**YOUR TASK**. Using the records beneath, say how many lines contain the word "through", without comment.
____ SOURCE DATA
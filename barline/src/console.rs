// Copyright (c) The barline Contributors
// SPDX-License-Identifier: MIT OR Apache-2.0

//! The output coordinator.
//!
//! Everything the crate prints funnels through [`Console`], so a single
//! serialization point exists for the event-delivery path and the refresh
//! ticker. The coordinator tracks whether a bar line is currently on screen
//! and knows how to erase it atomically before free-form output.

use std::{
    io::{self, Write},
    sync::{Arc, Mutex},
};

/// Where reporter output goes.
///
/// This is usually the terminal, but can be an in-memory capture for tests.
#[derive(Clone, Debug)]
pub enum Destination {
    /// Produce output on the process's standard error stream.
    Terminal,

    /// Record writes in memory instead of producing output.
    Capture(CaptureWrites),
}

/// A single atomic write operation.
///
/// The capture destination records these whole, so a test can verify that
/// concurrent renders never interleave mid-line: any tearing would show up as
/// an operation that isn't one of these shapes.
#[derive(Clone, Debug, PartialEq, Eq)]
pub enum WriteOp {
    /// The bar line was erased.
    Erase,

    /// The bar line was drawn or redrawn in place.
    Bar(String),

    /// A full line (report, message, warning) was printed.
    Line(String),
}

/// An in-memory recording of write operations, for tests.
///
/// Cloning shares the underlying recording, so a test keeps one handle and
/// passes the other to [`Destination::Capture`].
#[derive(Clone, Debug, Default)]
pub struct CaptureWrites {
    ops: Arc<Mutex<Vec<WriteOp>>>,
}

impl CaptureWrites {
    /// Creates an empty recording.
    pub fn new() -> Self {
        Self::default()
    }

    /// Returns every operation recorded so far, in order.
    pub fn ops(&self) -> Vec<WriteOp> {
        self.lock().clone()
    }

    /// Returns the text of every bar render recorded so far, in order.
    pub fn bars(&self) -> Vec<String> {
        self.lock()
            .iter()
            .filter_map(|op| match op {
                WriteOp::Bar(text) => Some(text.clone()),
                _ => None,
            })
            .collect()
    }

    /// Returns the text of every full line recorded so far, in order.
    pub fn lines(&self) -> Vec<String> {
        self.lock()
            .iter()
            .filter_map(|op| match op {
                WriteOp::Line(text) => Some(text.clone()),
                _ => None,
            })
            .collect()
    }

    fn push(&self, op: WriteOp) {
        self.lock().push(op);
    }

    fn lock(&self) -> std::sync::MutexGuard<'_, Vec<WriteOp>> {
        self.ops.lock().expect("capture recording lock poisoned")
    }
}

#[derive(Clone, Copy, Debug, PartialEq, Eq)]
enum LineState {
    Idle,
    BarVisible,
}

/// Owns the writable stream.
///
/// `erase`, `write` and `line` are the only sanctioned write operations. On
/// an interactive destination the bar is redrawn in place with a carriage
/// return; a non-interactive destination doesn't support that, so each bar
/// write falls back to a plain line and `erase` is a no-op.
#[derive(Debug)]
pub(crate) struct Console {
    dest: Destination,
    interactive: bool,
    inline_log: bool,
    state: LineState,
}

impl Console {
    pub(crate) fn new(dest: Destination, interactive: bool, inline_log: bool) -> Self {
        Self {
            dest,
            interactive,
            inline_log,
            state: LineState::Idle,
        }
    }

    /// Whether a line can be logged through the bar without losing it.
    ///
    /// Resolved once at construction, never probed per call.
    pub(crate) fn supports_inline_log(&self) -> bool {
        self.inline_log
    }

    /// Erases the currently displayed bar line, if any.
    pub(crate) fn erase(&mut self) -> io::Result<()> {
        if self.state != LineState::BarVisible {
            return Ok(());
        }
        self.state = LineState::Idle;

        if !self.interactive {
            // The previous render already ended with a newline; there is no
            // live line to take back.
            return Ok(());
        }

        match &self.dest {
            Destination::Terminal => {
                let mut stderr = io::stderr().lock();
                write!(stderr, "\r\x1b[2K")?;
                stderr.flush()
            }
            Destination::Capture(capture) => {
                capture.push(WriteOp::Erase);
                Ok(())
            }
        }
    }

    /// Draws the bar line, replacing whatever bar was on screen.
    pub(crate) fn write(&mut self, text: &str) -> io::Result<()> {
        if !self.interactive {
            return self.line(text);
        }
        self.state = LineState::BarVisible;

        match &self.dest {
            Destination::Terminal => {
                let mut stderr = io::stderr().lock();
                // Overwrite in place, then clear whatever tail a longer
                // previous render left behind.
                write!(stderr, "\r{text}\x1b[0K")?;
                stderr.flush()
            }
            Destination::Capture(capture) => {
                capture.push(WriteOp::Bar(text.to_owned()));
                Ok(())
            }
        }
    }

    /// Prints a full line followed by a newline.
    pub(crate) fn line(&mut self, text: &str) -> io::Result<()> {
        self.state = LineState::Idle;

        match &self.dest {
            Destination::Terminal => {
                let mut stderr = io::stderr().lock();
                writeln!(stderr, "{text}")?;
                stderr.flush()
            }
            Destination::Capture(capture) => {
                capture.push(WriteOp::Line(text.to_owned()));
                Ok(())
            }
        }
    }
}
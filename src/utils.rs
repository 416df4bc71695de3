//! Wall-clock helpers.

use std::time::{SystemTime, UNIX_EPOCH};

/// Format a Unix timestamp as ISO 8601 (e.g., "2025-01-01T00:00:00Z").
pub fn format_timestamp_iso8601(timestamp: u64) -> String {
    let timestamp = i64::try_from(timestamp).unwrap_or(i64::MAX);
    chrono::DateTime::from_timestamp(timestamp, 0)
        .unwrap_or_else(chrono::Utc::now)
        .format("%Y-%m-%dT%H:%M:%SZ")
        .to_string()
}

/// Current Unix timestamp in seconds, respecting `SOURCE_DATE_EPOCH`.
///
/// Metric timestamps go through here so tests and reproducible runs can pin
/// the clock.
pub fn get_now() -> u64 {
    std::env::var("SOURCE_DATE_EPOCH")
        .ok()
        .and_then(|val| val.parse::<u64>().ok())
        .unwrap_or_else(|| {
            SystemTime::now()
                .duration_since(UNIX_EPOCH)
                .map(|d| d.as_secs())
                .unwrap_or(0)
        })
}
________
**REPLY**. 3